_Task statement:_ Print the first line of the data below and every one after it, through the line containing "the vertical component.", exactly as written.

+---+

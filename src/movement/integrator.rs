//! Movement domain: per-tick velocity integration.
//!
//! One call advances the character by exactly one logical tick. The body's
//! vertical velocity belongs to the physics engine (gravity) except on the
//! tick a jump is accepted.

use std::f32::consts::{FRAC_PI_2, FRAC_PI_4, PI, TAU};

use bevy::prelude::*;

use crate::movement::{LocomotionState, LocomotionTuning};

/// Wrap an angle into `[-PI, PI)`.
pub fn wrap_angle(angle: f32) -> f32 {
    (angle + PI).rem_euclid(TAU) - PI
}

/// Horizontal forward and right vectors for a camera yaw. Pitch is ignored.
pub fn camera_basis(yaw: f32) -> (Vec3, Vec3) {
    let yaw = wrap_angle(yaw);
    let forward = Vec3::new(yaw.sin(), 0.0, yaw.cos());
    let right = Vec3::new((yaw - FRAC_PI_2).sin(), 0.0, (yaw - FRAC_PI_2).cos());
    (forward, right)
}

/// Snap to the nearest multiple of 45 degrees. Halfway rounds away from zero.
pub fn quantize_angle(angle: f32) -> f32 {
    (angle / FRAC_PI_4).round() * FRAC_PI_4
}

/// Rebuild the horizontal part of `velocity` along the nearest of the eight
/// compass headings, keeping its magnitude and the vertical component.
pub fn quantize_heading(velocity: Vec3) -> Vec3 {
    let magnitude = Vec2::new(velocity.x, velocity.z).length();
    if magnitude <= f32::EPSILON {
        return velocity;
    }
    let angle = quantize_angle(velocity.x.atan2(velocity.z));
    Vec3::new(angle.sin() * magnitude, velocity.y, angle.cos() * magnitude)
}

/// Step `current` toward `target` without passing it.
pub fn approach(current: f32, target: f32, step: f32) -> f32 {
    if current < target {
        (current + step).min(target)
    } else {
        (current - step).max(target)
    }
}

/// Exponential decay on the horizontal plane; vertical is left alone.
pub fn apply_friction(velocity: Vec3, friction: f32, epsilon: f32) -> Vec3 {
    let keep = (1.0 - friction).clamp(0.0, 1.0);
    let horizontal = Vec2::new(velocity.x, velocity.z) * keep;
    if horizontal.length() < epsilon {
        Vec3::new(0.0, velocity.y, 0.0)
    } else {
        Vec3::new(horizontal.x, velocity.y, horizontal.y)
    }
}

pub fn jump_allowed(state: &LocomotionState, now_ms: f64, tuning: &LocomotionTuning) -> bool {
    let cooled_down = state
        .last_jump_ms
        .is_none_or(|last| now_ms - last >= tuning.jump_cooldown_ms);

    state.grounded
        && !state.sliding
        && !state.steep
        && state.horizontal_speed > tuning.jump_min_speed
        && cooled_down
}

/// Compute this tick's velocity command and fold it back into `state`.
pub fn integrate(
    state: &mut LocomotionState,
    camera_yaw: f32,
    now_ms: f64,
    tuning: &LocomotionTuning,
) -> Vec3 {
    let (forward, right) = camera_basis(camera_yaw);
    let (ramp_floor, ramp_ceiling) = tuning.ramp_bounds();
    let current = state.linear_velocity;
    let intent = state.intent;
    state.jumped_this_tick = false;

    let mut raw = Vec3::ZERO;
    if intent.is_moving() {
        raw = state.input_accumulator;
        for (held, basis) in [
            (intent.forward, forward),
            (intent.back, -forward),
            (intent.right, right),
            (intent.left, -right),
        ] {
            if held {
                raw = (raw + basis).clamp_length_max(tuning.max_input_magnitude);
            }
        }
    }
    let direction = Vec3::new(raw.x, 0.0, raw.z).normalize_or_zero();
    let planar = direction * state.current_move_speed;
    let moving = planar != Vec3::ZERO;
    if intent.is_moving() {
        // Unit length, or zero once opposing keys cancel.
        state.input_accumulator = direction;
        state.last_move_ms = now_ms;
    }

    // Requests that fail a guard are dropped, never queued.
    if intent.jump_requested {
        if jump_allowed(state, now_ms, tuning) {
            raw += Vec3::Y * tuning.jump_height;
            state.last_jump_ms = Some(now_ms);
            state.jumped_this_tick = true;
        }
        state.intent.jump_requested = false;
    }
    let jump_force = tuning.jump_height + tuning.min_jump_height + state.horizontal_speed;
    let jump_y = (raw.normalize_or_zero().y * jump_force).min(tuning.max_velocity);

    let mut velocity = current;
    if moving {
        state.desired_direction = direction;

        let y = if state.jumped_this_tick { jump_y } else { current.y };
        let ramp = state.accel_ramp;
        let ramped = if ramp > 0.0 {
            Vec3::new(planar.x * ramp, y, planar.z * ramp)
        } else {
            Vec3::new(current.x, y, current.z)
        };
        velocity = quantize_heading(ramped);
        state.accel_ramp = (ramp + tuning.accel_step).min(ramp_ceiling);
    } else {
        if state.jumped_this_tick {
            velocity.y = jump_y;
        }
        if state.grounded && !state.sliding && !intent.is_moving() {
            velocity = apply_friction(velocity, tuning.friction, tuning.stationary_epsilon);
        }
        state.accel_ramp = ramp_floor;
    }
    state.accel_ramp = state.accel_ramp.clamp(ramp_floor, ramp_ceiling);

    let target = tuning.move_speed_target(&intent, state.can_sprint);
    state.current_move_speed = approach(state.current_move_speed, target, tuning.accel_step)
        .clamp(0.0, tuning.sprint_speed.max(0.0));

    velocity = velocity.clamp_length_max(tuning.max_velocity);
    if !velocity.is_finite() {
        velocity = current;
    }
    state.set_linear_velocity(velocity);
    velocity
}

+---+

_Answer to this task:_
filename src/movement/integrator.rs
//! Movement domain: per-tick velocity integration.
//!
//! One call advances the character by exactly one logical tick. The body's
//! vertical velocity belongs to the physics engine (gravity) except on the
//! tick a jump is accepted.

use std::f32::consts::{FRAC_PI_2, FRAC_PI_4, PI, TAU};

use bevy::prelude::*;

use crate::movement::{LocomotionState, LocomotionTuning};

/// Wrap an angle into `[-PI, PI)`.
pub fn wrap_angle(angle: f32) -> f32 {
    (angle + PI).rem_euclid(TAU) - PI
}

/// Horizontal forward and right vectors for a camera yaw. Pitch is ignored.
pub fn camera_basis(yaw: f32) -> (Vec3, Vec3) {
    let yaw = wrap_angle(yaw);
    let forward = Vec3::new(yaw.sin(), 0.0, yaw.cos());
    let right = Vec3::new((yaw - FRAC_PI_2).sin(), 0.0, (yaw - FRAC_PI_2).cos());
    (forward, right)
}

/// Snap to the nearest multiple of 45 degrees. Halfway rounds away from zero.
pub fn quantize_angle(angle: f32) -> f32 {
    (angle / FRAC_PI_4).round() * FRAC_PI_4
}

/// Rebuild the horizontal part of `velocity` along the nearest of the eight
/// compass headings, keeping its magnitude and the vertical component.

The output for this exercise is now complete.